President Joe Biden is expected Thursday to deliver remarks on a major new “national security initiative” which ultimately appears aimed at countering China. Citing sources in the White House, Politico is reporting the US alongside allies Australian and Britain will unveil a landmark new security pact for sharing advanced defense technologies.

In particular, nuclear submarine technology is expected to top the list for the tech sharing initiative. As Politico writes, “The trio, which will be known by the acronym AUUKUS, will make it easier for the three countries to share information and know-how in key technological areas like artificial intelligence, cyber, underwater systems and long-range strike capabilities.”

Australian Navy image

It’s being further suggested that the pact is likely to result in Australia abandoning a $90 billion submarine deal with France – which was already for years fraught with tensions over soaring costs and production delays. 

According to The Sydney Morning Herald the anticipated “AUUKUS pact” was the likely subject of federal ministers being called to an urgent “top secret” meeting in Australia’s capital: 

In Australia, federal cabinet ministers were called to a top-secret meeting in Canberra on Wednesday ahead of the announcement. Some members of cabinet were granted border exemptions to urgently fly to Canberra for the hastily arranged meeting, sources familiar with the development said.

The White House announcement of the US-UK-Australia pact is expected for Thursday afternoon, at a moment Aussie Foreign Minister Marise Payne and Defence Minister Peter Dutton are in Washington D.C. for annual Australia-US Ministerial Consultations. Likely they will be at the White House with Biden for the statement. Prime Minister Scott Morrison is expected to simultaneously make his own statement addressing the Australian public on the new agreement.

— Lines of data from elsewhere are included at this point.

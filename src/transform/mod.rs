//! Measure transforms: unit-cube batches to target-distribution batches.
//!
//! A transform is a pure function of its input batch and its own fixed
//! parameters. It reports an optional per-row weight (a Jacobian or a
//! periodization density) that the evaluator multiplies into the
//! integrand values.

use serde::{Deserialize, Serialize};
use statrs::distribution::{ContinuousCDF, Normal};
use std::f64::consts::PI;

use crate::config::MeasureConfig;
use crate::error::{CubError, CubResult};
use crate::sequence::SampleBatch;

/// Output of a measure transform.
#[derive(Debug, Clone, PartialEq)]
pub struct Transformed {
    /// Batch in the target domain, same rows and index range as the input.
    pub batch: SampleBatch,
    /// Per-row weight, `None` when every weight is 1.
    pub weights: Option<Vec<f64>>,
}

impl Transformed {
    /// Unweighted result.
    #[must_use]
    pub const fn unweighted(batch: SampleBatch) -> Self {
        Self {
            batch,
            weights: None,
        }
    }

    /// Multiply another per-row weight into this result.
    #[must_use]
    pub fn reweighted(mut self, other: Option<Vec<f64>>) -> Self {
        self.weights = match (self.weights, other) {
            (None, w) | (w, None) => w,
            (Some(mut a), Some(b)) => {
                for (x, y) in a.iter_mut().zip(b) {
                    *x *= y;
                }
                Some(a)
            }
        };
        self
    }
}

/// Change of variables from the unit cube to a target measure.
pub trait MeasureTransform: Send + Sync {
    /// Dimension of the unit-cube points the transform consumes.
    fn dimension(&self) -> usize;

    /// Map a unit-cube batch into the target domain.
    ///
    /// # Errors
    ///
    /// Returns `InvalidParameter` if the batch dimension does not match.
    fn transform(&self, batch: &SampleBatch) -> CubResult<Transformed>;
}

fn check_dimension(expected: usize, batch: &SampleBatch) -> CubResult<()> {
    if batch.dimension() == expected {
        Ok(())
    } else {
        Err(CubError::invalid(format!(
            "transform expects dimension {expected}, batch has {}",
            batch.dimension()
        )))
    }
}

fn broadcast(name: &str, values: &[f64], dimension: usize) -> CubResult<Vec<f64>> {
    match values.len() {
        1 => Ok(vec![values[0]; dimension]),
        n if n == dimension => Ok(values.to_vec()),
        n => Err(CubError::invalid(format!(
            "{name} has {n} entries, expected 1 or {dimension}"
        ))),
    }
}

/// Uniform distribution on the unit cube. The identity map.
#[derive(Debug, Clone, Copy, PartialEq, Eq)]
pub struct StdUniform {
    dimension: usize,
}

impl StdUniform {
    /// Standard uniform in `dimension` dimensions.
    #[must_use]
    pub const fn new(dimension: usize) -> Self {
        Self { dimension }
    }
}

impl MeasureTransform for StdUniform {
    fn dimension(&self) -> usize {
        self.dimension
    }

    fn transform(&self, batch: &SampleBatch) -> CubResult<Transformed> {
        check_dimension(self.dimension, batch)?;
        Ok(Transformed::unweighted(batch.clone()))
    }
}

/// Axis-aligned box `[lower, upper]`.
#[derive(Debug, Clone, PartialEq)]
struct BoxMap {
    lower: Vec<f64>,
    width: Vec<f64>,
}

impl BoxMap {
    fn new(lower: &[f64], upper: &[f64], dimension: usize) -> CubResult<Self> {
        let lower = broadcast("lower bound", lower, dimension)?;
        let upper = broadcast("upper bound", upper, dimension)?;
        let mut width = Vec::with_capacity(dimension);
        for (k, (a, b)) in lower.iter().zip(&upper).enumerate() {
            if !(a.is_finite() && b.is_finite() && b > a) {
                return Err(CubError::invalid(format!(
                    "bounds for dimension {k} must be finite with lower < upper, got [{a}, {b}]"
                )));
            }
            width.push(b - a);
        }
        Ok(Self { lower, width })
    }

    fn apply(&self, batch: &SampleBatch) -> CubResult<SampleBatch> {
        let d = self.lower.len();
        let points = batch
            .as_slice()
            .iter()
            .enumerate()
            .map(|(j, u)| self.lower[j % d] + self.width[j % d] * u)
            .collect();
        batch.with_points(d, points)
    }

    fn volume(&self) -> f64 {
        self.width.iter().product()
    }
}

/// Uniform probability distribution on a box.
#[derive(Debug, Clone, PartialEq)]
pub struct Uniform {
    map: BoxMap,
}

impl Uniform {
    /// Uniform on `[lower, upper]`; single-entry bounds are broadcast.
    ///
    /// # Errors
    ///
    /// Returns `InvalidParameter` for mismatched lengths or empty intervals.
    pub fn new(lower: &[f64], upper: &[f64], dimension: usize) -> CubResult<Self> {
        Ok(Self {
            map: BoxMap::new(lower, upper, dimension)?,
        })
    }
}

impl MeasureTransform for Uniform {
    fn dimension(&self) -> usize {
        self.map.lower.len()
    }

    fn transform(&self, batch: &SampleBatch) -> CubResult<Transformed> {
        check_dimension(self.dimension(), batch)?;
        Ok(Transformed::unweighted(self.map.apply(batch)?))
    }
}

/// Lebesgue measure on a box: the uniform map weighted by the box volume,
/// so the integral rather than the mean is estimated.
#[derive(Debug, Clone, PartialEq)]
pub struct Lebesgue {
    map: BoxMap,
}

impl Lebesgue {
    /// Lebesgue measure on `[lower, upper]`.
    ///
    /// # Errors
    ///
    /// Returns `InvalidParameter` for mismatched lengths or empty intervals.
    pub fn new(lower: &[f64], upper: &[f64], dimension: usize) -> CubResult<Self> {
        Ok(Self {
            map: BoxMap::new(lower, upper, dimension)?,
        })
    }
}

impl MeasureTransform for Lebesgue {
    fn dimension(&self) -> usize {
        self.map.lower.len()
    }

    fn transform(&self, batch: &SampleBatch) -> CubResult<Transformed> {
        check_dimension(self.dimension(), batch)?;
        let volume = self.map.volume();
        Ok(Transformed {
            batch: self.map.apply(batch)?,
            weights: Some(vec![volume; batch.len()]),
        })
    }
}

/// Lower clamp for inverse-CDF inputs; keeps quantiles finite at 0 and 1.
const QUANTILE_CLAMP: f64 = 1.0 / 9_007_199_254_740_992.0;

/// Gaussian with diagonal covariance via the inverse normal CDF.
#[derive(Debug, Clone, PartialEq)]
pub struct Gaussian {
    mean: Vec<f64>,
    std_dev: Vec<f64>,
    standard: Normal,
}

Though there’s likely to be no explicit mention of China, it’s clear Washington is continuing to deepen its support to Indo-Pacific allies with an aim to curtail China’s influence, and interestingly at comes as Australia is locked in its own trade war with China, with Beijing over the past couple years curbing Australian beef imports and levying huge punitive tariffs on barley, wine, and other commodities

“There’s nothing explicitly mentioning China in the three-way deal, the people said, but both noted that the subtext of the announcement is that this is another move by Western allies to push back on China’s rise in the military and technology arenas,” Politico underscored in its report.